Social Security is undeniably an important part of planning for retirement as it provides people with financial security. According to Scott Tominaga, even though Social Security is commonly perceived by many as another kind of government benefit, the interplay in planning future income by how they claim Social Security can be important, too. The choice of when to claim Social Security and how to coordinate could be the difference between maximizing the benefits to the recipient and failing to maximize the outcome.
Time and Social Security Benefit – How Related
Notably, time is the most important thing for maximizing one’s Social Security benefits. Simply put, the scheme allows entitled individuals to start claiming benefits as early as they reach the age of 62. However, claiming benefits so early translates into a reduced monthly payment of 30% less than they would have received by waiting until their full retirement age (FRA), varying between ages 66 and 67 based on one’s year of birth. On the contrary, waiting until 70 and claiming delayed benefits from the FRA will help get higher monthly payouts due to deferred retirement credits, which can be as much as an 8% increase for each year of delaying.
Knowing About Full Retirement Age (FRA)
Knowing one’s FRA is important. It is the age at which one becomes eligible for the maximum (100%) Social Security benefit. Making a claim before reaching the age will lead to a perpetual reduction of monthly benefits for life. However, claiming upon reaching the age will yield a higher monthly income, totaling a considerable amount. According to Tominaga, entitled individuals need to determine whether they should claim early or delay their claim, considering their present health condition, life expectancy, and need for earning.
For individuals with sound health conditions and longevity in their family history, postponing benefits generally makes a smart choice. However, those with health issues or urgent financial requirements may prefer to take it earlier. There is no one-size-fits-all solution for this, while individual situations need to dictate the choice.
Spousal and Survivor Benefits: Coordination is Key
Married couples also have other strategies to take into consideration. Spouses are allowed to receive a maximum of 50% of their spouse’s benefit, should it be greater than their own. Coordinating claims can result in greater overall household income over the long run.
For instance, one partner may postpone his/her benefit to allow for maximum delayed credits, whereas the other will start claiming sooner.
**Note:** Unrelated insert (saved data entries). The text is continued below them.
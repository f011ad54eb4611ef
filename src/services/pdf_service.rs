// src/services/pdf_service.rs
//! Desenho do certificado em PDF (uma página A4 em paisagem).
use crate::{error::AppResult, models::certificate::CertificateData};
use lopdf::{
    content::{Content, Operation},
    dictionary, Document, Object, Stream, StringFormat,
};

const PAGE_WIDTH: f32 = 842.0;
const PAGE_HEIGHT: f32 = 595.0;
// Largura média de um glifo Helvetica, em fração do tamanho da fonte
const AVG_GLYPH_WIDTH: f32 = 0.5;
// Margem horizontal mínima de cada lado
const SIDE_MARGIN: f32 = 40.0;
const MIN_FONT_SIZE: f32 = 8.0;

/// Gera os bytes de um certificado.
pub fn render_certificate(data: &CertificateData) -> AppResult<Vec<u8>> {
    let mut doc = Document::with_version("1.5");
    let pages_id = doc.new_object_id();

    let regular_id = doc.add_object(font("Helvetica"));
    let bold_id = doc.add_object(font("Helvetica-Bold"));
    let resources_id = doc.add_object(dictionary! {
        "Font" => dictionary! {
            "F1" => regular_id,
            "F2" => bold_id,
        },
    });

    let date = data.finalized_at.format("%d/%m/%Y").to_string();
    let mut operations = border();
    operations.extend(centered_text("F2", 36.0, 460.0, "CERTIFICADO"));
    operations.extend(centered_text("F1", 16.0, 390.0, "Certificamos que"));
    operations.extend(centered_text("F2", 26.0, 345.0, &data.student_name));
    operations.extend(centered_text("F1", 16.0, 300.0, "concluiu com êxito o workshop"));
    operations.extend(centered_text("F2", 20.0, 262.0, &data.workshop_name));
    operations.extend(centered_text(
        "F1",
        14.0,
        222.0,
        &format!("ministrado por {}, finalizado em {}.", data.professor_name, date),
    ));
    operations.extend(signature_line(&data.professor_name));

    let content = Content { operations };
    let content_id = doc.add_object(Stream::new(dictionary! {}, content.encode()?));
    let page_id = doc.add_object(dictionary! {
        "Type" => "Page",
        "Parent" => pages_id,
        "Contents" => content_id,
    });

    let pages = dictionary! {
        "Type" => "Pages",
        "Kids" => vec![page_id.into()],
        "Count" => 1,
        "Resources" => resources_id,
        "MediaBox" => vec![0.into(), 0.into(), PAGE_WIDTH.into(), PAGE_HEIGHT.into()],
    };
    doc.objects.insert(pages_id, Object::Dictionary(pages));

    let catalog_id = doc.add_object(dictionary! {
        "Type" => "Catalog",
        "Pages" => pages_id,
    });
    let info_id = doc.add_object(dictionary! {
        "Title" => Object::String(
            win_ansi(&format!("Certificado - {}", data.student_name)),
            StringFormat::Literal,
        ),
        "Producer" => Object::string_literal("oficina-api"),
    });
    doc.trailer.set("Root", catalog_id);
    doc.trailer.set("Info", info_id);
    doc.compress();

    let mut bytes = Vec::new();
    doc.save_to(&mut bytes)?;
    Ok(bytes)
}

fn font(base: &str) -> lopdf::Dictionary {
    dictionary! {
        "Type" => "Font",
        "Subtype" => "Type1",
        "BaseFont" => base,
        "Encoding" => "WinAnsiEncoding",
    }
}

fn border() -> Vec<Operation> {
    vec![
        Operation::new("q", vec![]),
        Operation::new("w", vec![3.into()]),
        Operation::new("RG", vec![0.15_f32.into(), 0.25_f32.into(), 0.45_f32.into()]),
        Operation::new(
            "re",
            vec![30.into(), 30.into(), (PAGE_WIDTH - 60.0).into(), (PAGE_HEIGHT - 60.0).into()],
        ),
        Operation::new("S", vec![]),
        Operation::new("Q", vec![]),
    ]
}

fn signature_line(professor_name: &str) -> Vec<Operation> {
    let half = 130.0;
    let center = PAGE_WIDTH / 2.0;
    let mut ops = vec![
        Operation::new("w", vec![1.into()]),
        Operation::new("m", vec![(center - half).into(), 130.into()]),
        Operation::new("l", vec![(center + half).into(), 130.into()]),
        Operation::new("S", vec![]),
    ];
    ops.extend(centered_text("F1", 12.0, 112.0, professor_name));
    ops
}

fn centered_text(font: &str, size: f32, y: f32, text: &str) -> Vec<Operation> {
    let encoded = win_ansi(text);
    let size = fit_font_size(encoded.len(), size);
    let width = encoded.len() as f32 * size * AVG_GLYPH_WIDTH;
    let x = ((PAGE_WIDTH - width) / 2.0).max(SIDE_MARGIN);

    vec![
        Operation::new("BT", vec![]),
        Operation::new("Tf", vec![font.into(), size.into()]),
        Operation::new("Td", vec![x.into(), y.into()]),
        Operation::new("Tj", vec![Object::String(encoded, StringFormat::Literal)]),
        Operation::new("ET", vec![]),
    ]
}

/// Reduz a fonte para que a linha caiba entre as margens.
fn fit_font_size(glyphs: usize, size: f32) -> f32 {
    let available = PAGE_WIDTH - 2.0 * SIDE_MARGIN;
    let width = glyphs as f32 * size * AVG_GLYPH_WIDTH;
    if width <= available {
        return size;
    }
    (available / (glyphs as f32 * AVG_GLYPH_WIDTH)).max(MIN_FONT_SIZE)
}

/// Converte para WinAnsiEncoding (CP1252); o que não tem glifo vira '?'.
fn win_ansi(text: &str) -> Vec<u8> {
    text.chars().map(win_ansi_byte).collect()
}

fn win_ansi_byte(c: char) -> u8 {
    match c {
        '\u{20}'..='\u{7E}' | '\u{A0}'..='\u{FF}' => c as u8,
        '€' => 0x80,
        '‚' => 0x82,
        'ƒ' => 0x83,
        '„' => 0x84,
        '…' => 0x85,
        '†' => 0x86,
        '‡' => 0x87,
        'ˆ' => 0x88,
        '‰' => 0x89,
        'Š' => 0x8A,
        '‹' => 0x8B,
        'Œ' => 0x8C,
        'Ž' => 0x8E,
        '‘' => 0x91,
        '’' => 0x92,
        '“' => 0x93,
        '”' => 0x94,
        '•' => 0x95,
        '–' => 0x96,
        '—' => 0x97,
        '˜' => 0x98,
        '™' => 0x99,
        'š' => 0x9A,
        '›' => 0x9B,
        'œ' => 0x9C,
        'ž' => 0x9E,
        'Ÿ' => 0x9F,
        // Controlos (incluindo U+0080..U+009F) e tudo o resto
        _ => b'?',
    }
}
// src/services/token_service.rs
use crate::{
    error::{AppError, AppResult},
    models::user::{Role, User},
};
use chrono::{Duration, Utc};
use jsonwebtoken::{decode, encode, Algorithm, DecodingKey, EncodingKey, Header, Validation};
use serde::{Deserialize, Serialize};

/// Conteúdo do token: identidade do utilizador + validade.
#[derive(Debug, Clone, Serialize, Deserialize, PartialEq)]
pub struct Claims {
    pub id: i64,
    pub name: String,
    pub role: Role,
    pub iat: i64,
    pub exp: i64,
}

/// Emite e valida tokens HS256. O segredo vem da configuração.
#[derive(Clone)]
pub struct TokenService {
    encoding_key: EncodingKey,
    decoding_key: DecodingKey,
    validation: Validation,
    ttl: Duration,
}

impl TokenService {
    pub fn new(secret: &[u8], ttl_secs: i64) -> Self {
        let mut validation = Validation::new(Algorithm::HS256);
        validation.leeway = 0;

        Self {
            encoding_key: EncodingKey::from_secret(secret),
            decoding_key: DecodingKey::from_secret(secret),
            validation,
            ttl: Duration::seconds(ttl_secs),
        }
    }

    pub fn issue(&self, user: &User) -> AppResult<String> {
        let now = Utc::now();
        let claims = Claims {
            id: user.id,
            name: user.name.clone(),
            role: user.role,
            iat: now.timestamp(),
            exp: (now + self.ttl).timestamp(),
        };

        Ok(encode(&Header::new(Algorithm::HS256), &claims, &self.encoding_key)?)
    }

    /// Valida o valor do cabeçalho Authorization ("Bearer <token>" ou o token puro).
    pub fn verify(&self, header_value: &str) -> AppResult<Claims> {
        let token = strip_bearer(header_value);
        if token.is_empty() {
            return Err(AppError::InvalidToken);
        }

        decode::<Claims>(token, &self.decoding_key, &self.validation)
            .map(|data| data.claims)
            .map_err(|e| {
                tracing::debug!("Token rejeitado: {}", e);
                AppError::InvalidToken
            })
    }
}

fn strip_bearer(value: &str) -> &str {
    let value = value.trim();
    match value.split_once(char::is_whitespace) {
        Some((scheme, rest)) if scheme.eq_ignore_ascii_case("bearer") => rest.trim(),
        _ => value,
    }
}
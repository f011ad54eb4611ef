// src/models/certificate.rs
use chrono::NaiveDateTime;
use serde::{Deserialize, Serialize};

/// Dados impressos num certificado.
#[derive(Debug, Clone)]
pub struct CertificateData {
    pub student_id: i64,
    pub student_name: String,
    pub workshop_name: String,
    pub professor_name: String,
    pub finalized_at: NaiveDateTime,
}

/// Entrada devolvida por GET /workshops/{id}/certificates
#[derive(Debug, Clone, Serialize, Deserialize, PartialEq)]
pub struct CertificateLink {
    pub name: String,
    pub url: String,
}
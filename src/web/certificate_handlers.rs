// src/web/certificate_handlers.rs
use crate::{
    error::{AppError, AppResult},
    models::certificate::CertificateLink,
    services::{certificate_service, workshop_service},
    state::AppState,
    web::extract::AppPath,
};
use axum::{
    extract::{Json, Request, State},
    http::{header, HeaderMap, HeaderValue},
    response::{IntoResponse, Response},
};
use serde_json::json;
use tower::ServiceExt;
use tower_http::services::ServeFile;

// GET /workshops/{id}/certificates
pub async fn list_certificates(
    State(state): State<AppState>,
    AppPath(id): AppPath<i64>,
    headers: HeaderMap,
) -> AppResult<Json<Vec<CertificateLink>>> {
    workshop_service::ensure_workshop_exists(&state.db_pool, id).await?;
    let names = state.certificates.list(id).await?;

    let base_url = base_url(&state, &headers);
    Ok(Json(certificate_service::certificate_links(&base_url, id, names)))
}

// GET /workshops/{id}/certificates/{filename} — o ficheiro é enviado em stream
pub async fn download_certificate(
    State(state): State<AppState>,
    AppPath((id, filename)): AppPath<(i64, String)>,
    request: Request,
) -> AppResult<Response> {
    let path = state.certificates.resolve(id, &filename).await?;
    tracing::debug!("Enviando certificado {}", path.display());

    let disposition = format!(
        "attachment; filename=\"{}\"; filename*=UTF-8''{}",
        ascii_fallback(&filename),
        urlencoding::encode(&filename)
    );
    let disposition = HeaderValue::from_str(&disposition).map_err(|e| {
        tracing::error!("Content-Disposition inválido para {}: {}", filename, e);
        AppError::InternalServerError
    })?;

    let served = match ServeFile::new(&path).oneshot(request).await {
        Ok(response) => response,
        Err(never) => match never {},
    };
    let mut response = served.into_response();
    if response.status().is_success() {
        let headers = response.headers_mut();
        headers.insert(header::CONTENT_TYPE, HeaderValue::from_static("application/pdf"));
        headers.insert(header::CONTENT_DISPOSITION, disposition);
    }
    Ok(response)
}

// POST /workshops/{id}/certificates — regera os PDFs de um workshop finalizado
pub async fn regenerate_certificates(
    State(state): State<AppState>,
    AppPath(id): AppPath<i64>,
) -> AppResult<impl IntoResponse> {
    let count = workshop_service::regenerate_certificates(&state.db_pool, &state.certificates, id).await?;
    Ok(Json(json!({ "message": "Certificados gerados novamente.", "certificates": count })))
}

fn base_url(state: &AppState, headers: &HeaderMap) -> String {
    if let Some(base) = &state.public_base_url {
        return base.clone();
    }
    headers
        .get(header::HOST)
        .and_then(|host| host.to_str().ok())
        .map(|host| format!("http://{}", host))
        .unwrap_or_default()
}

// Nome só com ASCII imprimível para clientes que ignoram filename*
fn ascii_fallback(filename: &str) -> String {
    filename
        .chars()
        .map(|c| if c.is_ascii_graphic() && c != '"' { c } else { '_' })
        .collect()
}
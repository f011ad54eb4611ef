// src/services/auth_service.rs
use crate::{
    error::{AppError, AppResult},
    models::user::{NewUser, RegisterPayload, Role, User},
    services::{token_service::TokenService, user_service},
};
use sqlx::SqlitePool;

/// Verifica se a senha fornecida corresponde ao hash guardado.
pub async fn verify_password(password: &str, stored_hash: &str) -> AppResult<bool> {
    let password = password.to_string();
    let stored_hash = stored_hash.to_string();
    tokio::task::spawn_blocking(move || {
        tracing::debug!("Verificando hash bcrypt...");
        bcrypt::verify(&password, &stored_hash)
    })
    .await
    .map_err(|e| {
        tracing::error!("Erro na task spawn_blocking (verify_password): {:?}", e);
        AppError::InternalServerError
    })?
    .map_err(|e| {
        tracing::error!("Erro bcrypt ao verificar senha: {:?}", e);
        AppError::PasswordHashingError
    })
}

/// Gera um hash bcrypt para uma senha.
pub async fn hash_password(password: &str, cost: u32) -> AppResult<String> {
    let password = password.to_string();
    tokio::task::spawn_blocking(move || {
        tracing::debug!("Gerando hash bcrypt (custo {})...", cost);
        bcrypt::hash(&password, cost)
    })
    .await
    .map_err(|e| {
        tracing::error!("Erro na task spawn_blocking (hash_password): {:?}", e);
        AppError::InternalServerError
    })?
    .map_err(|e| {
        tracing::error!("Erro bcrypt ao gerar hash: {:?}", e);
        AppError::PasswordHashingError
    })
}

/// Resultado de um login bem-sucedido.
#[derive(Debug)]
pub struct LoginOutcome {
    pub token: String,
    pub user: User,
}

/// Confere email + senha e emite um token.
pub async fn login(
    db_pool: &SqlitePool,
    tokens: &TokenService,
    email: &str,
    password: &str,
) -> AppResult<LoginOutcome> {
    let user = user_service::find_user_by_email(db_pool, &email.trim().to_lowercase())
        .await?
        .ok_or_else(|| AppError::NotFound("Usuário não encontrado".to_string()))?;

    if !verify_password(password, &user.password_hash).await? {
        tracing::warn!("Senha incorreta para: {}", user.email);
        return Err(AppError::InvalidCredentials);
    }

    let token = tokens.issue(&user)?;
    tracing::info!("✅ Login bem-sucedido para: {} ({})", user.email, user.role);
    Ok(LoginOutcome { token, user })
}

/// Valida o pedido de registo. Professores precisam de RA e curso;
/// para os restantes papéis esses campos são descartados.
pub fn validate_registration(payload: RegisterPayload) -> AppResult<NewUser> {
    let name = payload.name.trim().to_string();
    let email = payload.email.trim().to_lowercase();
    if name.is_empty() || email.is_empty() || payload.password.is_empty() {
        return Err(AppError::Validation(
            "Nome, e-mail e senha são obrigatórios".to_string(),
        ));
    }

    let role = match payload.role.as_deref().map(str::trim) {
        None | Some("") => Role::User,
        Some(raw) => raw.parse::<Role>().map_err(AppError::Validation)?,
    };

    let non_empty = |value: Option<String>| {
        value
            .map(|v| v.trim().to_string())
            .filter(|v| !v.is_empty())
    };

    let (ra, curso) = if role == Role::Professor {
        match (non_empty(payload.ra), non_empty(payload.curso)) {
            (Some(ra), Some(curso)) => (Some(ra), Some(curso)),
            _ => {
                return Err(AppError::Validation(
                    "RA e curso são obrigatórios para professores".to_string(),
                ))
            }
        }
    } else {
        (None, None)
    };

    Ok(NewUser {
        name,
        email,
        password: payload.password,
        role,
        ra,
        curso,
    })
}

/// O registo público só cria alunos; professores e admins exigem
/// o token de um administrador no cabeçalho Authorization.
pub fn authorize_role_assignment(
    tokens: &TokenService,
    role: Role,
    authorization: Option<&str>,
) -> AppResult<()> {
    if role == Role::User {
        return Ok(());
    }

    let raw = authorization
        .map(str::trim)
        .filter(|v| !v.is_empty())
        .ok_or(AppError::MissingToken)?;
    let claims = tokens.verify(raw)?;
    if claims.role != Role::Admin {
        tracing::warn!(
            "Utilizador {} ({}) tentou registar uma conta '{}'.",
            claims.id,
            claims.role,
            role
        );
        return Err(AppError::Forbidden(
            "Apenas administradores podem criar contas de professor ou administrador.".to_string(),
        ));
    }
    Ok(())
}

/// Regista um utilizador já validado. Não emite token: o cliente faz login a seguir.
pub async fn register(db_pool: &SqlitePool, new_user: NewUser, bcrypt_cost: u32) -> AppResult<User> {
    if user_service::find_user_by_email(db_pool, &new_user.email)
        .await?
        .is_some()
    {
        return Err(AppError::Conflict("E-mail já está em uso".to_string()));
    }

    let user = user_service::create_user(db_pool, &new_user, bcrypt_cost).await?;
    tracing::info!("Utilizador registado: {} ({})", user.email, user.role);
    Ok(user)
}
When there is a significant difference in the income between spouses, it is prudent for the higher-earning partner to postpone benefits so that the surviving spouse gets a greater survivor benefit as per Scott Tominaga.
Survivor benefits can also be claimed based on the deceased spouse’s benefit amount. Widows and widowers should be aware that they can claim survivor benefits independently of their own retirement benefits.
Working After Availing Social Security: The Earnings Limit
Those who opt for Social Security benefits before FRA but continue to work should know the earnings limit. For instance, in 2025, earning more than $22,320 means $1 is taken back for every $2 in earnings over the cap. However, lost benefits are not meant to be forever. When FRA is attained, the benefit is then recalculated to include the amount taken back, possibly adding to future payments. For retirees who expect to work beyond retirement age, postponement of benefits can avoid shortfalls and result in greater overall benefits.
Make Informed Decisions
Eventually, maximizing Social Security benefits involves meticulous planning and weighing personal objectives, financial requirements, and health conditions. Meeting with a financial advisor like Scott Tominaga or using resources such as the Social Security Administration’s online calculator can be helpful to get personalized guidance.
To conclude, instead of thinking of Social Security as a static figure, it needs to be viewed as a flexible retirement scheme. With proper planning, individuals can reap the most of their benefits, not only for themselves, but equally for their spouses and families, too.